If you are setting up Stella Ops for the first time, read this document
before running docker compose up. Services will start without these assets but
will operate in degraded mode (no semantic search, no binary analysis, dev-only
certificates).
Quick reference
| Category | Required? | Size | Provisioned by |
|---|---|---|---|
| ML model weights | Yes (for semantic search) | ~80 MB | acquire.sh |
| JDK + Ghidra | Optional (binary analysis) | ~1.6 GB | acquire.sh |
| Search seed snapshots | Yes (first boot) | ~7 KB | Included in source |
| Translations (i18n) | Yes | ~500 KB | Baked into Angular dist |
| Certificates and trust stores | Yes | ~50 KB | etc/ + volume mounts |
| Regional crypto configuration | Per region | ~20 KB | Compose overlays |
| Evidence storage | Yes | Grows | Persistent named volume |
| Vulnerability feeds | Yes (offline) | ~300 MB | Offline Kit (docs/OFFLINE_KIT.md) |
1. ML model weights
What: The all-MiniLM-L6-v2 sentence-transformer model in ONNX format,
used by OnnxVectorEncoder for semantic vector search in AdvisoryAI.

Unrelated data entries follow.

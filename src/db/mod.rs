//! SQLite local store
//!
//! The single source of truth for progress entries, outbox events and the
//! sync-window sets. Every mutation goes through [`LocalStore::with_tx`], and
//! the connection mutex makes the store a single writer.
//!
//! ## Tables
//!
//! - `progress_entries` - one row per (user, metric, date, bucket)
//! - `outbox_events` - durable delivery intents for the backend
//! - `settings` - small key-value records (sync windows)
//! - `schema_version` - on-disk schema version
//!
//! A store can only be opened with a [`MigrationPlan`]; there is no
//! constructor that skips migrations.

pub mod schema;
pub mod progress;
pub mod outbox;
pub mod settings;

use std::path::{Path, PathBuf};
use std::sync::Mutex;

use rusqlite::{Connection, Transaction};
use serde::Serialize;
use tracing::{debug, info};

use crate::error::SyncError;

pub use schema::{MigrationPlan, SchemaVersion, CURRENT_SCHEMA_VERSION};

/// SQLite-backed local store
pub struct LocalStore {
    conn: Mutex<Connection>,
    path: Option<PathBuf>,
    schema_version: u32,
}

impl LocalStore {
    /// Open or create the store at `db_path`, migrating it with `plan`
    pub fn open(db_path: &Path, plan: &MigrationPlan) -> Result<Self, SyncError> {
        if let Some(parent) = db_path.parent() {
            if !parent.as_os_str().is_empty() {
                std::fs::create_dir_all(parent)?;
            }
        }
        info!("Opening SQLite database at {:?}", db_path);

        let conn = Connection::open(db_path)
            .map_err(|e| SyncError::Storage(format!("Failed to open SQLite: {}", e)))?;

        // WAL for concurrent readers alongside the writer
        conn.execute_batch("PRAGMA journal_mode=WAL; PRAGMA synchronous=NORMAL;")
            .map_err(|e| SyncError::Storage(format!("Failed to set PRAGMA: {}", e)))?;

        Self::init(conn, Some(db_path.to_path_buf()), plan)
    }

    /// Open an in-memory store (for testing)
    pub fn open_in_memory(plan: &MigrationPlan) -> Result<Self, SyncError> {
        debug!("Opening in-memory SQLite database");

        let conn = Connection::open_in_memory()
            .map_err(|e| SyncError::Storage(format!("Failed to open in-memory SQLite: {}", e)))?;

        Self::init(conn, None, plan)
    }

    fn init(mut conn: Connection, path: Option<PathBuf>, plan: &MigrationPlan) -> Result<Self, SyncError> {
        let schema_version = schema::apply_plan(&mut conn, plan)?;

        Ok(Self {
            conn: Mutex::new(conn),
            path,
            schema_version,
        })
    }

    /// Schema version the store was opened at
    pub fn schema_version(&self) -> u32 {
        self.schema_version
    }

    pub fn path(&self) -> Option<&Path> {
        self.path.as_deref()
    }

    /// Run a read against the connection
    pub fn with_conn<F, T>(&self, f: F) -> Result<T, SyncError>
    where
        F: FnOnce(&Connection) -> Result<T, SyncError>,
    {
        let conn = self.conn.lock()
            .map_err(|e| SyncError::Storage(format!("Lock poisoned: {}", e)))?;
        f(&conn)
    }

    /// Run `f` inside a transaction; commits on `Ok`, rolls back on `Err`
    pub fn with_tx<F, T>(&self, f: F) -> Result<T, SyncError>
    where
        F: FnOnce(&Transaction<'_>) -> Result<T, SyncError>,
    {
        let mut conn = self.conn.lock()
            .map_err(|e| SyncError::Storage(format!("Lock poisoned: {}", e)))?;

        let tx = conn
            .transaction()
            .map_err(|e| SyncError::Storage(format!("Failed to begin transaction: {}", e)))?;
        let value = f(&tx)?;
        tx.commit()
            .map_err(|e| SyncError::Storage(format!("Failed to commit transaction: {}", e)))?;
        Ok(value)
    }

    /// Delete a user's entries and outbox events and clear every sync window
    /// in one transaction.
    ///
    /// Windows are cleared together with the rows so a later sync cannot skip
    /// a date whose data was erased.
    pub fn erase_user_data(&self, user_id: &str) -> Result<EraseSummary, SyncError> {
        let summary = self.with_tx(|tx| {
            let entries_deleted = progress::delete_user_entries(tx, user_id)?;
            let events_deleted = outbox::delete_user_events(tx, user_id)?;
            let windows_cleared = crate::sync_window::clear_all_windows(tx)?;
            Ok(EraseSummary {
                entries_deleted,
                events_deleted,
                windows_cleared,
            })
        })?;

        info!(
            user_id = %user_id,
            entries = summary.entries_deleted,
            events = summary.events_deleted,
            windows = summary.windows_cleared,
            "Erased user data"
        );
        Ok(summary)
    }

    /// Get database statistics
    pub fn stats(&self) -> Result<DbStats, SyncError> {
        self.with_conn(|conn| {
            let entry_count: i64 = conn
                .query_row("SELECT COUNT(*) FROM progress_entries", [], |row| row.get(0))
                .map_err(|e| SyncError::Storage(format!("Query failed: {}", e)))?;

            let unsynced_entries: i64 = conn
                .query_row(
                    "SELECT COUNT(*) FROM progress_entries WHERE sync_status != 'synced'",
                    [],
                    |row| row.get(0),
                )
                .map_err(|e| SyncError::Storage(format!("Query failed: {}", e)))?;

            Ok(DbStats {
                schema_version: self.schema_version,
                entry_count: entry_count as u64,
                unsynced_entries: unsynced_entries as u64,
                outbox: outbox::count_by_status(conn)?,
            })
        })
    }
}

/// Rows removed by a bulk erase
#[derive(Debug, Clone, Copy, Default, PartialEq, Eq, Serialize)]
pub struct EraseSummary {
    pub entries_deleted: usize,
    pub events_deleted: usize,
    pub windows_cleared: usize,
}

/// Database statistics
#[derive(Debug, Clone, Serialize)]
pub struct DbStats {
    pub schema_version: u32,
    pub entry_count: u64,
    pub unsynced_entries: u64,
    pub outbox: outbox::OutboxCounts,
}

// Re-exports
pub use progress::{ProgressEntry, SyncStatus};
pub use outbox::{NewOutboxEvent, OutboxCounts, OutboxEvent, OutboxEventType, OutboxStatus};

License: Apache-2.0 (compatible with BUSL-1.1; see third-party-licenses/all-MiniLM-L6-v2-Apache-2.0.txt).
Where it goes:
<app-root>/models/all-MiniLM-L6-v2.onnx
Configurable via KnowledgeSearch__OnnxModelPath environment variable.
How to acquire:
# Option A: use the acquisition script (recommended)
./devops/runtime-assets/acquire.sh --models
# Option B: manual download
mkdir -p src/AdvisoryAI/StellaOps.AdvisoryAI/models
curl -L https://huggingface.co/sentence-transformers/all-MiniLM-L6-v2/resolve/main/onnx/model.onnx \
-o src/AdvisoryAI/StellaOps.AdvisoryAI/models/all-MiniLM-L6-v2.onnx
Verification:
sha256sum src/AdvisoryAI/StellaOps.AdvisoryAI/models/all-MiniLM-L6-v2.onnx
# Expected: see manifest.yaml for pinned digest
Degraded mode: If the model file is missing or is a placeholder, the encoder falls back to a deterministic character-ngram projection. Search works but semantic quality is significantly reduced.
Docker / Compose mount:
services:
advisory-ai-web:
volumes:
- ml-models:/app/models:ro
volumes:
ml-models:
driver: local
Air-gap: Include the .onnx file in the Offline Kit under
models/all-MiniLM-L6-v2.onnx. The acquire.sh --package command produces a
verified tarball for sneakernet transfer.
2. JDK + Ghidra
What: OpenJDK 17+ runtime and Ghidra 11.x installation for headless binary analysis (decompilation, BSim similarity, call-graph extraction).
License: OpenJDK — GPLv2+CE (Classpath Exception, allows linking); Ghidra — Apache-2.0 (NSA release).
Required only when: GhidraOptions__Enabled=true (default). Set to false
to skip entirely if binary analysis is not needed.
Where it goes:
/opt/java/openjdk/ # JDK installation (JAVA_HOME)
/opt/ghidra/ # Ghidra installation (GhidraOptions__GhidraHome)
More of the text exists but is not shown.